#### Task data

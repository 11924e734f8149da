//! Per-frame detection records.
//!
//! A [`DetectionRecord`] describes one tracked person in one frame as the
//! analysis SDK reports it. The session client reads it and never changes it.

use serde::{Deserialize, Serialize};

/// Face bounding box in frame pixels.
#[derive(Debug, Clone, Copy, Default, PartialEq, Eq, Serialize, Deserialize)]
pub struct FaceRect {
    /// Left edge
    pub x: i32,
    /// Top edge
    pub y: i32,
    /// Width
    pub width: i32,
    /// Height
    pub height: i32,
}

/// A point in frame pixels.
#[derive(Debug, Clone, Copy, Default, PartialEq, Eq, Serialize, Deserialize)]
pub struct Point {
    /// Horizontal coordinate
    pub x: i32,
    /// Vertical coordinate
    pub y: i32,
}

/// Six emotion scores, each in [0, 1].
///
/// Serialized as a six-element array in [`Emotions::NAMES`] order.
#[derive(Debug, Clone, Copy, Default, PartialEq, Serialize, Deserialize)]
#[serde(from = "[f32; 6]", into = "[f32; 6]")]
pub struct Emotions {
    /// Happiness
    pub happy: f32,
    /// Surprise
    pub surprised: f32,
    /// Anger
    pub angry: f32,
    /// Disgust
    pub disgusted: f32,
    /// Fear
    pub afraid: f32,
    /// Sadness
    pub sad: f32,
}

impl Emotions {
    /// Wire field names, in vector order.
    pub const NAMES: [&'static str; 6] = [
        "happy",
        "surprised",
        "angry",
        "disgusted",
        "afraid",
        "sad",
    ];

    /// Scores in [`NAMES`](Self::NAMES) order.
    pub fn as_array(&self) -> [f32; 6] {
        [
            self.happy,
            self.surprised,
            self.angry,
            self.disgusted,
            self.afraid,
            self.sad,
        ]
    }
}

impl From<[f32; 6]> for Emotions {
    fn from(v: [f32; 6]) -> Self {
        Self {
            happy: v[0],
            surprised: v[1],
            angry: v[2],
            disgusted: v[3],
            afraid: v[4],
            sad: v[5],
        }
    }
}

impl From<Emotions> for [f32; 6] {
    fn from(e: Emotions) -> Self {
        e.as_array()
    }
}

/// An RGB color triple.
#[derive(Debug, Clone, Copy, Default, PartialEq, Eq, Serialize, Deserialize)]
pub struct Rgb(pub u8, pub u8, pub u8);

impl Rgb {
    /// Six lowercase hex digits, `rrggbb`.
    pub fn hex(&self) -> String {
        format!("{:02x}{:02x}{:02x}", self.0, self.1, self.2)
    }
}

/// One tracked person in one frame.
#[derive(Debug, Clone, Default, PartialEq, Serialize, Deserialize)]
#[serde(default)]
pub struct DetectionRecord {
    /// Tracker identifier; records without one are not sent
    pub id: String,
    /// Estimated age in years
    pub age: i32,
    /// Gender score in [0, 1]
    pub gender: f32,
    /// Mood score in [0, 1]
    pub mood: f32,
    /// Face bounding box
    pub face: FaceRect,
    /// Head yaw
    pub head_yaw: f32,
    /// Head pitch
    pub head_pitch: f32,
    /// Head roll
    pub head_roll: f32,
    /// Right eye location
    pub right_eye: Point,
    /// Left eye location
    pub left_eye: Point,
    /// Attention span
    pub attention_span: f32,
    /// Emotion scores
    pub emotions: Emotions,
    /// Dominant clothing colors, may be empty
    pub clothing_colors: Vec<Rgb>,
}

impl DetectionRecord {
    /// Record with only an identifier set.
    pub fn new(id: impl Into<String>) -> Self {
        Self {
            id: id.into(),
            ..Self::default()
        }
    }

    /// Whether the record can be sent.
    pub fn has_id(&self) -> bool {
        !self.id.is_empty()
    }
}

/// Records observed in one frame, as replayed from JSON lines.
#[derive(Debug, Clone, Default, PartialEq, Serialize, Deserialize)]
pub struct Frame {
    /// Frame number
    pub frame: u64,
    /// People in the frame
    #[serde(default)]
    pub people: Vec<DetectionRecord>,
}
//! Transport layer abstraction.
//!
//! The session client never talks to the network directly. It hands a URL
//! and a flat field map to a [`Transport`] and gets back a [`Response`]
//! handle, either already resolved (blocking mode) or resolved later by the
//! transport (non-blocking mode).
//!
//! # Backends
//!
//! - [`HttpTransport`]: form-encoded HTTP POST over `reqwest`, driven by an
//!   owned `tokio` runtime.
//! - [`ScriptedTransport`]: in-memory double whose replies are scripted by
//!   the caller; used by tests and dry runs.
//!
//! # Usage
//!
//! ```rust,ignore
//! use sightline::transport::{HttpTransport, Mode, Request, Transport};
//!
//! let mut transport = HttpTransport::new(&TransportConfig::default())?;
//! let mut params = Request::new();
//! params.set("source_name", "lobby");
//! let response = transport.request("http://localhost:8000/start_session/", &params, Mode::Blocking)?;
//! assert!(response.is_ready());
//! ```

mod http;
mod response;
mod scripted;

use std::collections::BTreeMap;

use serde::Serialize;

pub use http::HttpTransport;
pub use response::{Outcome, Response, Responder};
pub use scripted::{Reply, ScriptedTransport, SentRequest};

use crate::error::Result;

/// How a request waits for its reply.
#[derive(Debug, Clone, Copy, Default, PartialEq, Eq)]
pub enum Mode {
    /// Return only once the reply is in (or the exchange failed).
    #[default]
    Blocking,
    /// Return immediately; the response resolves later.
    NonBlocking,
}

/// Outbound request: a flat map from field name to string value.
///
/// Setting a field that is already present overwrites it.
#[derive(Debug, Clone, Default, PartialEq, Eq, Serialize)]
#[serde(transparent)]
pub struct Request {
    fields: BTreeMap<String, String>,
}

impl Request {
    /// Empty request.
    pub fn new() -> Self {
        Self::default()
    }

    /// Set a field, returning the value it replaced.
    pub fn set(&mut self, key: impl Into<String>, value: impl Into<String>) -> Option<String> {
        self.fields.insert(key.into(), value.into())
    }

    /// Builder-style [`set`](Self::set).
    #[must_use]
    pub fn with(mut self, key: impl Into<String>, value: impl Into<String>) -> Self {
        self.set(key, value);
        self
    }

    /// Field value.
    pub fn get(&self, key: &str) -> Option<&str> {
        self.fields.get(key).map(String::as_str)
    }

    /// Whether the field is present.
    pub fn contains(&self, key: &str) -> bool {
        self.fields.contains_key(key)
    }

    /// Number of fields.
    pub fn len(&self) -> usize {
        self.fields.len()
    }

    /// Whether no field is set.
    pub fn is_empty(&self) -> bool {
        self.fields.is_empty()
    }

    /// Fields in key order.
    pub fn iter(&self) -> impl Iterator<Item = (&str, &str)> {
        self.fields.iter().map(|(k, v)| (k.as_str(), v.as_str()))
    }
}

/// Transport trait for pluggable request backends.
///
/// `request` reports whether the call was *issued*; whether it *succeeded*
/// is carried by the returned [`Response`].
pub trait Transport {
    /// Issue a request.
    ///
    /// In [`Mode::Blocking`] the returned response is always ready.
    fn request(&mut self, url: &str, params: &Request, mode: Mode) -> Result<Response>;

    /// Pump in-flight transfers.
    ///
    /// With a handle and `blocking`, waits until that handle is ready.
    /// Without a handle and `blocking`, waits for every in-flight transfer.
    /// Non-blocking calls do one bounded bookkeeping tick.
    fn receive(&mut self, response: Option<&Response>, blocking: bool);

    /// Text of the most recent transport-level error (empty if none).
    fn error_description(&self) -> String;

    /// Transport name for logging.
    fn name(&self) -> &'static str;
}

impl<T: Transport + ?Sized> Transport for Box<T> {
    fn request(&mut self, url: &str, params: &Request, mode: Mode) -> Result<Response> {
        (**self).request(url, params, mode)
    }

    fn receive(&mut self, response: Option<&Response>, blocking: bool) {
        (**self).receive(response, blocking);
    }

    fn error_description(&self) -> String {
        (**self).error_description()
    }

    fn name(&self) -> &'static str {
        (**self).name()
    }
}
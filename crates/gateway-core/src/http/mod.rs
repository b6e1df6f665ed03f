//! Streaming HTTP chat client for OpenAI-compatible and Ollama endpoints.
mod body;
mod config;
mod framing;

use std::collections::VecDeque;
use std::pin::Pin;

use futures::StreamExt as _;
use futures::stream;
use tracing::debug;

use crate::client::{ChatModel, ChatRequest, RawChunkStream};
use crate::errors::GatewayError;
use crate::model::ProviderKind;

pub use config::{HttpClientConfig, WireFormat};

use body::build_request_body;
use framing::ChunkDecoder;

type ByteStream =
    Pin<Box<dyn futures::Stream<Item = Result<bytes::Bytes, reqwest::Error>> + Send + 'static>>;

/// [`ChatModel`] that posts a streaming chat request over HTTP.
pub struct HttpChatModel {
    client: reqwest::Client,
    config: HttpClientConfig,
}

impl HttpChatModel {
    pub fn new(config: HttpClientConfig) -> Result<Self, GatewayError> {
        config.validate()?;
        let client = reqwest::Client::builder()
            .timeout(config.timeout)
            .build()
            .map_err(|e| GatewayError::Config(format!("failed to build HTTP client: {e}")))?;
        Ok(Self { client, config })
    }

    /// Provider kind this client should be registered under.
    pub fn provider(&self) -> ProviderKind {
        self.config.provider
    }
}

#[async_trait::async_trait]
impl ChatModel for HttpChatModel {
    async fn stream_chat(&self, request: ChatRequest) -> Result<RawChunkStream, GatewayError> {
        let provider = self.config.provider;
        let body = build_request_body(&request, self.config.wire_format);
        debug!(
            turn_id = %request.turn_id,
            provider = %provider,
            model = %request.model,
            iteration = request.iteration,
            "starting streaming chat request"
        );

        let mut http_req = self.client.post(self.config.endpoint_url()).json(&body);
        if let Some(key) = &self.config.api_key {
            http_req = match &self.config.api_key_header {
                Some(header) => http_req.header(header.as_str(), key.as_str()),
                None => http_req.bearer_auth(key),
            };
        }

        let response = http_req
            .send()
            .await
            .map_err(|e| GatewayError::transport(provider, format!("request failed: {e}")))?;
        let status = response.status();
        if !status.is_success() {
            let body = response
                .text()
                .await
                .unwrap_or_else(|_| "<unreadable body>".to_string());
            return Err(GatewayError::provider(
                provider,
                format!("chat request failed with status {status}: {body}"),
                Some(status.as_u16()),
            ));
        }

        let bytes_stream: ByteStream = Box::pin(response.bytes_stream());
        Ok(Box::pin(chunk_stream(
            provider,
            bytes_stream,
            ChunkDecoder::for_format(self.config.wire_format),
        )))
    }
}

fn chunk_stream(
    provider: ProviderKind,
    bytes_stream: ByteStream,
    decoder: ChunkDecoder,
) -> impl futures::Stream<Item = Result<serde_json::Value, GatewayError>> + Send {
    struct State {
        provider: ProviderKind,
        bytes_stream: ByteStream,
        decoder: ChunkDecoder,
        pending: VecDeque<serde_json::Value>,
        done: bool,
    }

    stream::try_unfold(
        State {
            provider,
            bytes_stream,
            decoder,
            pending: VecDeque::new(),
            done: false,
        },
        |mut state| async move {
            loop {
                if let Some(chunk) = state.pending.pop_front() {
                    return Ok(Some((chunk, state)));
                }
                if state.done {
                    return Ok(None);
                }

                match state.bytes_stream.next().await {
                    Some(Ok(bytes)) => {
                        state.pending.extend(state.decoder.push_chunk(&bytes));
                    }
                    Some(Err(e)) => {
                        return Err(GatewayError::transport(
                            state.provider,
                            format!("streaming read failed: {e}"),
                        ));
                    }
                    None => {
                        state.pending.extend(state.decoder.flush());
                        state.done = true;
                    }
                }
            }
        },
    )
}
use serde::Deserialize;
use tracing::warn;

use super::{ProviderAdapter, decode, non_empty};
use crate::event::NormalizedEvent;
use crate::model::ProviderKind;
use crate::usage::Usage;

/// Anthropic Messages API stream events.
pub struct AnthropicAdapter;

#[derive(Debug, Deserialize)]
#[serde(tag = "type", rename_all = "snake_case")]
enum MessagesEvent {
    MessageStart {
        message: StartMessage,
    },
    ContentBlockStart {
        content_block: ContentBlock,
    },
    ContentBlockDelta {
        delta: BlockDelta,
    },
    ContentBlockStop {},
    MessageDelta {
        #[serde(default)]
        delta: Option<MessageDeltaBody>,
        #[serde(default)]
        usage: Option<AnthropicUsage>,
    },
    MessageStop {},
    Ping {},
    Error {
        #[serde(default)]
        error: serde_json::Value,
    },
    #[serde(other)]
    Unknown,
}

#[derive(Debug, Deserialize)]
struct StartMessage {
    #[serde(default)]
    usage: Option<AnthropicUsage>,
}

#[derive(Debug, Deserialize)]
#[serde(tag = "type", rename_all = "snake_case")]
enum ContentBlock {
    Text {
        #[serde(default)]
        text: Option<String>,
    },
    ToolUse {
        id: String,
        name: String,
    },
    #[serde(other)]
    Other,
}

#[derive(Debug, Deserialize)]
#[serde(tag = "type", rename_all = "snake_case")]
enum BlockDelta {
    TextDelta { text: String },
    InputJsonDelta { partial_json: String },
    #[serde(other)]
    Other,
}

#[derive(Debug, Deserialize)]
struct MessageDeltaBody {
    #[serde(default)]
    stop_reason: Option<String>,
}

#[derive(Debug, Deserialize)]
struct AnthropicUsage {
    #[serde(default)]
    input_tokens: Option<u64>,
    #[serde(default)]
    output_tokens: Option<u64>,
}

impl ProviderAdapter for AnthropicAdapter {
    fn kind(&self) -> ProviderKind {
        ProviderKind::Anthropic
    }

    fn adapt(&self, raw: &serde_json::Value) -> Vec<NormalizedEvent> {
        let Some(event) = decode::<MessagesEvent>(self.kind(), raw) else {
            return Vec::new();
        };
        match event {
            // message_start carries the prompt count; output counts there are
            // provisional and superseded by message_delta.
            MessagesEvent::MessageStart { message } => message
                .usage
                .map(|usage| {
                    vec![NormalizedEvent::UsageReport(Usage::from_counts(
                        usage.input_tokens,
                        None,
                        None,
                    ))]
                })
                .unwrap_or_default(),
            MessagesEvent::ContentBlockStart { content_block } => match content_block {
                ContentBlock::Text { text } => non_empty(text)
                    .map(|text| vec![NormalizedEvent::text(text)])
                    .unwrap_or_default(),
                ContentBlock::ToolUse { id, name } => {
                    vec![NormalizedEvent::tool_open(Some(&id), &name)]
                }
                ContentBlock::Other => Vec::new(),
            },
            MessagesEvent::ContentBlockDelta { delta } => match delta {
                BlockDelta::TextDelta { text } if !text.is_empty() => {
                    vec![NormalizedEvent::text(text)]
                }
                BlockDelta::InputJsonDelta { partial_json } if !partial_json.is_empty() => {
                    vec![NormalizedEvent::tool_delta(None, partial_json)]
                }
                _ => Vec::new(),
            },
            MessagesEvent::MessageDelta { delta, usage } => {
                let mut events = Vec::new();
                if let Some(usage) = usage {
                    events.push(NormalizedEvent::UsageReport(Usage::from_counts(
                        None,
                        usage.output_tokens,
                        None,
                    )));
                }
                if delta.and_then(|d| d.stop_reason).is_some() {
                    events.push(NormalizedEvent::TurnEnd);
                }
                events
            }
            MessagesEvent::MessageStop {} => vec![NormalizedEvent::TurnEnd],
            MessagesEvent::Error { error } => {
                warn!(provider = %self.kind(), error = %error, "error event in stream");
                Vec::new()
            }
            MessagesEvent::ContentBlockStop {} | MessagesEvent::Ping {} | MessagesEvent::Unknown => {
                Vec::new()
            }
        }
    }
}

#[cfg(test)]
mod tests {
    use super::*;
    use serde_json::json;

    #[test]
    fn full_tool_use_stream_maps_in_order() {
        let frames = [
            json!({"type":"message_start","message":{"id":"msg_1","role":"assistant","content":[],"usage":{"input_tokens":25,"output_tokens":1}}}),
            json!({"type":"content_block_start","index":0,"content_block":{"type":"text","text":""}}),
            json!({"type":"content_block_delta","index":0,"delta":{"type":"text_delta","text":"Checking"}}),
            json!({"type":"content_block_stop","index":0}),
            json!({"type":"content_block_start","index":1,"content_block":{"type":"tool_use","id":"toolu_1","name":"get_weather-invoke","input":{}}}),
            json!({"type":"content_block_delta","index":1,"delta":{"type":"input_json_delta","partial_json":"{\"city\":"}}),
            json!({"type":"content_block_delta","index":1,"delta":{"type":"input_json_delta","partial_json":"\"Paris\"}"}}),
            json!({"type":"content_block_stop","index":1}),
            json!({"type":"message_delta","delta":{"stop_reason":"tool_use","stop_sequence":null},"usage":{"output_tokens":40}}),
            json!({"type":"message_stop"}),
        ];
        let events: Vec<NormalizedEvent> =
            frames.iter().flat_map(|f| AnthropicAdapter.adapt(f)).collect();

        assert_eq!(events[0], NormalizedEvent::UsageReport(Usage::new(25, 0, 25)));
        assert_eq!(events[1], NormalizedEvent::text("Checking"));
        let NormalizedEvent::ToolCallOpen { id, name } = &events[2] else {
            panic!("expected tool open, got {:?}", events[2]);
        };
        assert_eq!(id, "toolu_1");
        assert_eq!(name.plugin_key, "get_weather");
        assert_eq!(events[3], NormalizedEvent::tool_delta(None, "{\"city\":"));
        assert_eq!(events[4], NormalizedEvent::tool_delta(None, "\"Paris\"}"));
        assert_eq!(events[5], NormalizedEvent::UsageReport(Usage::new(0, 40, 40)));
        assert_eq!(events[6], NormalizedEvent::TurnEnd);
        assert_eq!(events[7], NormalizedEvent::TurnEnd);
        assert_eq!(events.len(), 8);
    }

    #[test]
    fn ping_thinking_and_unknown_events_are_silent() {
        for raw in [
            json!({"type":"ping"}),
            json!({"type":"content_block_delta","index":0,"delta":{"type":"thinking_delta","thinking":"hmm"}}),
            json!({"type":"content_block_start","index":0,"content_block":{"type":"thinking","thinking":""}}),
            json!({"type":"brand_new_event","payload":1}),
            json!({"type":"error","error":{"type":"overloaded_error","message":"Overloaded"}}),
        ] {
            assert!(AnthropicAdapter.adapt(&raw).is_empty(), "{raw}");
        }
    }

    #[test]
    fn message_delta_without_stop_only_reports_usage() {
        let raw = json!({"type":"message_delta","delta":{},"usage":{"output_tokens":7}});
        assert_eq!(
            AnthropicAdapter.adapt(&raw),
            vec![NormalizedEvent::UsageReport(Usage::new(0, 7, 7))]
        );
    }
}
//! Per-vendor translation from raw streaming chunks to [`NormalizedEvent`]s.
//!
//! Adapters are stateless: everything they know comes from the chunk in hand.
//! A chunk that does not have the expected shape produces no events.
mod anthropic;
mod dashscope;
mod gemini;
mod ollama;
mod openai;

use serde::de::DeserializeOwned;
use tracing::trace;

use crate::event::NormalizedEvent;
use crate::model::ProviderKind;

pub use anthropic::AnthropicAdapter;
pub use dashscope::DashScopeAdapter;
pub use gemini::GeminiAdapter;
pub use ollama::OllamaAdapter;
pub use openai::{AzureOpenAiAdapter, OpenAiAdapter};

/// Pure translation from one vendor chunk to normalized events.
pub trait ProviderAdapter: Send + Sync {
    fn kind(&self) -> ProviderKind;

    /// Maps one raw chunk. Never fails; unrecognized payloads map to an empty list.
    fn adapt(&self, raw: &serde_json::Value) -> Vec<NormalizedEvent>;
}

static OPENAI: OpenAiAdapter = OpenAiAdapter;
static AZURE_OPENAI: AzureOpenAiAdapter = AzureOpenAiAdapter;
static ANTHROPIC: AnthropicAdapter = AnthropicAdapter;
static GEMINI: GeminiAdapter = GeminiAdapter;
static OLLAMA: OllamaAdapter = OllamaAdapter;
static DASHSCOPE: DashScopeAdapter = DashScopeAdapter;

/// Adapter for a provider kind. Resolve once per request.
pub fn adapter_for(kind: ProviderKind) -> &'static dyn ProviderAdapter {
    match kind {
        ProviderKind::OpenAi => &OPENAI,
        ProviderKind::AzureOpenAi => &AZURE_OPENAI,
        ProviderKind::Anthropic => &ANTHROPIC,
        ProviderKind::Gemini => &GEMINI,
        ProviderKind::Ollama => &OLLAMA,
        ProviderKind::DashScope => &DASHSCOPE,
    }
}

/// Deserializes a chunk into the vendor's shape, logging mismatches at trace level.
fn decode<T: DeserializeOwned>(kind: ProviderKind, raw: &serde_json::Value) -> Option<T> {
    match T::deserialize(raw) {
        Ok(chunk) => Some(chunk),
        Err(err) => {
            trace!(provider = %kind, error = %err, "chunk does not match adapter shape");
            None
        }
    }
}

fn non_empty(text: Option<String>) -> Option<String> {
    text.filter(|t| !t.is_empty())
}
use serde::Deserialize;
use tracing::warn;

use super::{ProviderAdapter, decode};
use crate::event::NormalizedEvent;
use crate::model::ProviderKind;
use crate::usage::Usage;

/// Ollama `/api/chat` JSON-lines responses.
pub struct OllamaAdapter;

#[derive(Debug, Deserialize)]
struct OllamaChunk {
    #[serde(default)]
    message: Option<OllamaMessage>,
    #[serde(default)]
    done: bool,
    #[serde(default)]
    prompt_eval_count: Option<u64>,
    #[serde(default)]
    eval_count: Option<u64>,
    #[serde(default)]
    error: Option<String>,
}

#[derive(Debug, Deserialize)]
struct OllamaMessage {
    #[serde(default)]
    content: String,
    #[serde(default)]
    tool_calls: Option<Vec<OllamaToolCall>>,
}

#[derive(Debug, Deserialize)]
struct OllamaToolCall {
    #[serde(default)]
    id: Option<String>,
    function: OllamaFunction,
}

#[derive(Debug, Deserialize)]
struct OllamaFunction {
    name: String,
    #[serde(default)]
    arguments: serde_json::Value,
}

impl ProviderAdapter for OllamaAdapter {
    fn kind(&self) -> ProviderKind {
        ProviderKind::Ollama
    }

    fn adapt(&self, raw: &serde_json::Value) -> Vec<NormalizedEvent> {
        let Some(chunk) = decode::<OllamaChunk>(self.kind(), raw) else {
            return Vec::new();
        };
        if let Some(error) = chunk.error {
            warn!(provider = %self.kind(), error = %error, "error line in stream");
            return Vec::new();
        }

        let mut events = Vec::new();
        if let Some(message) = chunk.message {
            if !message.content.is_empty() {
                events.push(NormalizedEvent::text(message.content));
            }
            for call in message.tool_calls.unwrap_or_default() {
                let id = call.id.as_deref().filter(|id| !id.is_empty());
                let arguments = match call.function.arguments {
                    serde_json::Value::Null => "{}".to_string(),
                    serde_json::Value::String(text) => text,
                    other => other.to_string(),
                };
                events.push(NormalizedEvent::tool_open(id, &call.function.name));
                events.push(NormalizedEvent::tool_delta(id, arguments));
            }
        }
        if chunk.done {
            if chunk.prompt_eval_count.is_some() || chunk.eval_count.is_some() {
                events.push(NormalizedEvent::UsageReport(Usage::from_counts(
                    chunk.prompt_eval_count,
                    chunk.eval_count,
                    None,
                )));
            }
            events.push(NormalizedEvent::TurnEnd);
        }
        events
    }
}

#[cfg(test)]
mod tests {
    use super::*;
    use serde_json::json;

    #[test]
    fn content_lines_then_done_with_usage() {
        let line = json!({"model":"llama3.2","message":{"role":"assistant","content":"Hi"},"done":false});
        assert_eq!(OllamaAdapter.adapt(&line), vec![NormalizedEvent::text("Hi")]);

        let done = json!({"model":"llama3.2","message":{"role":"assistant","content":""},"done":true,"done_reason":"stop","prompt_eval_count":26,"eval_count":9});
        assert_eq!(
            OllamaAdapter.adapt(&done),
            vec![
                NormalizedEvent::UsageReport(Usage::new(26, 9, 35)),
                NormalizedEvent::TurnEnd,
            ]
        );
    }

    #[test]
    fn tool_calls_arrive_whole() {
        let line = json!({"message":{"role":"assistant","content":"","tool_calls":[
            {"function":{"name":"calculator","arguments":{"expr":"2+2"}}}
        ]},"done":false});
        let events = OllamaAdapter.adapt(&line);
        assert_eq!(events.len(), 2);
        assert!(matches!(&events[0], NormalizedEvent::ToolCallOpen { id, .. } if id.is_empty()));
        assert_eq!(events[1], NormalizedEvent::tool_delta(None, r#"{"expr":"2+2"}"#));
    }

    #[test]
    fn error_line_is_absorbed() {
        assert!(OllamaAdapter.adapt(&json!({"error":"model not found"})).is_empty());
    }
}
use crate::model::ProviderKind;

/// Failure reported by the plugin runtime while executing one tool call.
#[derive(Debug, Clone, PartialEq, Eq, thiserror::Error)]
pub enum PluginError {
    /// No plugin function matches the requested name.
    #[error("unknown plugin function: {0}")]
    UnknownFunction(String),
    /// Arguments could not be decoded for the target function.
    #[error("invalid arguments for {function_name}: {message}")]
    InvalidArguments {
        function_name: String,
        message: String,
    },
    /// The plugin ran and failed.
    #[error("plugin execution failed: {0}")]
    Execution(String),
}

/// Top-level error type for the gateway API.
#[derive(Debug, Clone, PartialEq, Eq, thiserror::Error)]
pub enum GatewayError {
    /// Invalid gateway or client configuration.
    #[error("config error: {0}")]
    Config(String),
    /// Invalid caller input to the turn builder.
    #[error("validation error: {0}")]
    Validation(String),
    /// Provider identity matches none of the supported adapters.
    #[error("unsupported provider: {provider}")]
    UnsupportedProvider { provider: String },
    /// Provider kind is supported but no chat model client was registered for it.
    #[error("no chat model registered for provider {provider}")]
    ProviderNotRegistered { provider: ProviderKind },
    /// Upstream returned an application-level failure (HTTP status, auth, quota).
    #[error("provider error ({provider}): {message}")]
    Provider {
        provider: ProviderKind,
        message: String,
        status_code: Option<u16>,
    },
    /// Upstream connection or chunk stream failed.
    #[error("transport error ({provider}): {message}")]
    Transport {
        provider: ProviderKind,
        message: String,
    },
    /// Executing a model-proposed tool call failed.
    #[error("tool call {call_id} ({function_name}) failed: {message}")]
    ToolInvocation {
        call_id: String,
        function_name: String,
        message: String,
    },
    /// The turn was cancelled through its `AbortHandle`.
    #[error("cancelled")]
    Cancelled,
    /// Internal protocol misuse or invariant violation.
    #[error("protocol error: {0}")]
    Protocol(String),
}

impl GatewayError {
    /// Creates a provider-level error.
    pub fn provider(
        provider: ProviderKind,
        message: impl Into<String>,
        status_code: Option<u16>,
    ) -> Self {
        Self::Provider {
            provider,
            message: message.into(),
            status_code,
        }
    }

    /// Creates a transport-level error.
    pub fn transport(provider: ProviderKind, message: impl Into<String>) -> Self {
        Self::Transport {
            provider,
            message: message.into(),
        }
    }

    pub(crate) fn tool_invocation(
        call_id: impl Into<String>,
        function_name: impl Into<String>,
        err: &PluginError,
    ) -> Self {
        Self::ToolInvocation {
            call_id: call_id.into(),
            function_name: function_name.into(),
            message: err.to_string(),
        }
    }

    pub(crate) fn protocol_msg(message: impl Into<String>) -> Self {
        Self::Protocol(message.into())
    }

    /// Returns true for failures raised by the upstream model connection.
    pub fn is_upstream(&self) -> bool {
        matches!(self, Self::Provider { .. } | Self::Transport { .. })
    }
}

########

> _Problem description_
Where the string "expr" turns up in a line of the data above, copy that whole line.

> _Output for this exercise_
            {"function":{"name":"calculator","arguments":{"expr":"2+2"}}}
        assert_eq!(events[1], NormalizedEvent::tool_delta(None, r#"{"expr":"2+2"}"#));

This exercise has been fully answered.